Setaria cervi: Kinetic studies of filarial glutathione synthetase by high performance liquid chromatography

The bovine filarial worm Setaria cervi was found to have abundance of glutathione synthetase (GS; EC 6.3.2.3) activity, the enzyme being involved in catalysing the final step of glutathione (GSH) biosynthesis. A RP-HPLC method involving precolumn derivatization with o-phthalaldehyde has been followed for the estimation of GS activity in crude filarial preparations. Subcellular fractionation of the enzyme was undertaken and it was confirmed to be a soluble protein residing mainly in cytosolic fraction.
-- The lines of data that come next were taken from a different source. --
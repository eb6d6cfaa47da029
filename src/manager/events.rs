//! External event listener interface

use std::net::SocketAddr;
use std::sync::Weak;

use tracing::trace;

use crate::common::ConnectionId;

/// External observer receiving lifecycle, data and error events for all
/// connections of one manager.
///
/// Callbacks are delivered sequentially from the dispatcher task: no two
/// callbacks for the same manager ever run concurrently, and for a given
/// ID `on_connect` precedes any `on_data`/`on_close`/`on_error`.
/// Implementations must not block; a blocking callback stalls every
/// connection sharing the dispatcher.
pub trait SocketEvents: Send + Sync {
    /// A listen or connect operation completed. `addr` is the bound
    /// address for listeners and the remote address for outbound streams.
    fn on_connect(&self, id: ConnectionId, addr: SocketAddr);

    /// A listening socket accepted a connection, registered as `id`.
    fn on_connection(&self, server_id: ConnectionId, id: ConnectionId, remote: SocketAddr);

    /// Raw bytes received on a stream.
    fn on_data(&self, id: ConnectionId, data: Vec<u8>);

    /// The socket closed and was removed from the registry. `reason` is
    /// set when the transport reported one.
    fn on_close(&self, id: ConnectionId, reason: Option<String>);

    /// An operation on `id` failed. Errors are scoped to one connection;
    /// the manager keeps serving others.
    fn on_error(&self, id: ConnectionId, message: String);

    /// An in-place TLS upgrade completed.
    fn on_secure_connect(&self, id: ConnectionId);
}

/// Non-owning handle on the external listener.
///
/// The manager never extends the listener's lifetime; once the listener
/// is gone, delivery degrades to a silent no-op.
pub(crate) struct EventSink {
    listener: Weak<dyn SocketEvents>,
}

impl EventSink {
    pub fn new(listener: Weak<dyn SocketEvents>) -> Self {
        Self { listener }
    }

    /// Deliver one event, dropping it if the listener is gone.
    pub fn emit(&self, f: impl FnOnce(&dyn SocketEvents)) {
        match self.listener.upgrade() {
            Some(listener) => f(listener.as_ref()),
            None => trace!("listener dropped, event discarded"),
        }
    }
}

#[cfg(test)]
mod tests {
    use super::*;
    use std::sync::atomic::{AtomicUsize, Ordering};
    use std::sync::Arc;

    struct Counter(AtomicUsize);

    impl SocketEvents for Counter {
        fn on_connect(&self, _id: ConnectionId, _addr: SocketAddr) {
            self.0.fetch_add(1, Ordering::SeqCst);
        }
        fn on_connection(&self, _server_id: ConnectionId, _id: ConnectionId, _remote: SocketAddr) {}
        fn on_data(&self, _id: ConnectionId, _data: Vec<u8>) {}
        fn on_close(&self, _id: ConnectionId, _reason: Option<String>) {}
        fn on_error(&self, _id: ConnectionId, _message: String) {}
        fn on_secure_connect(&self, _id: ConnectionId) {}
    }

    #[test]
    fn test_emit_reaches_live_listener() {
        let counter: Arc<Counter> = Arc::new(Counter(AtomicUsize::new(0)));
        let listener: Arc<dyn SocketEvents> = counter.clone();
        let sink = EventSink::new(Arc::downgrade(&listener));

        sink.emit(|l| l.on_connect(1, "127.0.0.1:80".parse().unwrap()));
        assert_eq!(counter.0.load(Ordering::SeqCst), 1);
    }

    #[test]
    fn test_emit_after_drop_is_noop() {
        let listener: Arc<dyn SocketEvents> = Arc::new(Counter(AtomicUsize::new(0)));
        let sink = EventSink::new(Arc::downgrade(&listener));
        drop(listener);

        // Must neither panic nor deliver
        sink.emit(|l| l.on_connect(1, "127.0.0.1:80".parse().unwrap()));
    }
}
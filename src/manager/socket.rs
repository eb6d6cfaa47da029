//! Per-socket tasks
//!
//! One task owns each registered socket. For streams the task is the
//! only place the three event sources are wired: reads become data
//! events, EOF and errors become close/error events, and control
//! messages (write, upgrade, close) arrive on the ctrl channel. Owning
//! the stream here is what lets a TLS upgrade swap the transport in
//! place without changing the connection's identity.

use std::sync::Arc;

use tokio::io::{AsyncReadExt, AsyncWriteExt};
use tokio::sync::mpsc;
use tracing::{debug, trace};

use crate::common::{ConnectionId, Stream};
use crate::session::TlsSession;
use crate::transport::TransportListener;

use super::dispatcher::Action;

/// Control messages for one socket task.
pub(crate) enum SocketCtrl {
    /// Queue bytes for writing
    Write(Vec<u8>),
    /// Perform an in-place TLS upgrade
    Upgrade { host: String, port: u16 },
    /// Shut the transport down. No close event is emitted: the
    /// dispatcher already removed the entry and notified the listener.
    Close,
}

/// Run one stream socket until it closes.
///
/// Events are emitted onto the single dispatcher queue in order, which
/// preserves the error-then-close sequence per connection.
pub(crate) async fn run_stream(
    id: ConnectionId,
    generation: u64,
    mut stream: Stream,
    mut ctrl: mpsc::UnboundedReceiver<SocketCtrl>,
    actions: mpsc::UnboundedSender<Action>,
    tls: Arc<TlsSession>,
    read_buffer_size: usize,
) {
    let mut buf = vec![0u8; read_buffer_size];
    loop {
        tokio::select! {
            res = stream.read(&mut buf) => match res {
                Ok(0) => {
                    trace!("[{}] end of stream", id);
                    let _ = actions.send(Action::SocketClosed { id, generation, reason: None });
                    break;
                }
                Ok(n) => {
                    let _ = actions.send(Action::Data { id, generation, data: buf[..n].to_vec() });
                }
                Err(e) => {
                    // Error first, then the close path; ordering is
                    // preserved by the serialized queue
                    let _ = actions.send(Action::SocketError { id, generation, message: e.to_string() });
                    let _ = actions.send(Action::SocketClosed { id, generation, reason: None });
                    break;
                }
            },
            cmd = ctrl.recv() => match cmd {
                Some(SocketCtrl::Write(data)) => {
                    if let Err(e) = write_all(&mut stream, &data).await {
                        let _ = actions.send(Action::SocketError { id, generation, message: e.to_string() });
                        let _ = actions.send(Action::SocketClosed { id, generation, reason: None });
                        break;
                    }
                }
                Some(SocketCtrl::Upgrade { host, port }) => {
                    debug!("[{}] upgrading to tls ({}:{})", id, host, port);
                    match tls.wrap_client(stream, &host, port).await {
                        Ok(secured) => {
                            stream = secured;
                            let _ = actions.send(Action::Upgraded { id, generation, result: Ok(()) });
                        }
                        Err(e) => {
                            // The failed handshake consumed the stream;
                            // report, then follow the close path
                            let _ = actions.send(Action::Upgraded { id, generation, result: Err(e.to_string()) });
                            let _ = actions.send(Action::SocketClosed { id, generation, reason: None });
                            return;
                        }
                    }
                }
                Some(SocketCtrl::Close) | None => {
                    let _ = stream.shutdown().await;
                    break;
                }
            },
        }
    }
}

/// Run one listening socket until it is stopped or the transport ends.
pub(crate) async fn run_listener(
    id: ConnectionId,
    generation: u64,
    listener: Box<dyn TransportListener>,
    mut ctrl: mpsc::UnboundedReceiver<SocketCtrl>,
    actions: mpsc::UnboundedSender<Action>,
) {
    loop {
        tokio::select! {
            res = listener.accept() => match res {
                Ok((stream, peer)) => {
                    let _ = actions.send(Action::Accepted { server_id: id, generation, stream, peer });
                }
                Err(e) => {
                    let _ = actions.send(Action::ListenerEnded { id, generation, reason: Some(e.to_string()) });
                    break;
                }
            },
            cmd = ctrl.recv() => match cmd {
                Some(SocketCtrl::Close) | None => {
                    trace!("[{}] listener stopped", id);
                    break;
                }
                // Writes and upgrades don't apply to listeners
                Some(_) => {}
            },
        }
    }
}

async fn write_all(stream: &mut Stream, data: &[u8]) -> std::io::Result<()> {
    stream.write_all(data).await?;
    stream.flush().await
}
Attempts to determine the K m value for l-γ-glutamyl- l-cysteine gave a distinctly nonlinear double-reciprocal plot in which data obtained at relatively high dipeptide concentrations (>1 mM) extrapolate to a K m value of about 400 μM whereas data obtained at lower concentrations (<0.1 mM) extrapolate to a value of about 33 μM. K m was determined to be around 950 and 410 μM for ATP and glycine, respectively. The effect of various amino acids was studied on enzyme activity at 1 mM concentration. l-Cystine caused a significant enzyme inhibition of 11%. Preincubation with N-ethylmaleimide also resulted in significant inhibition of GS activity.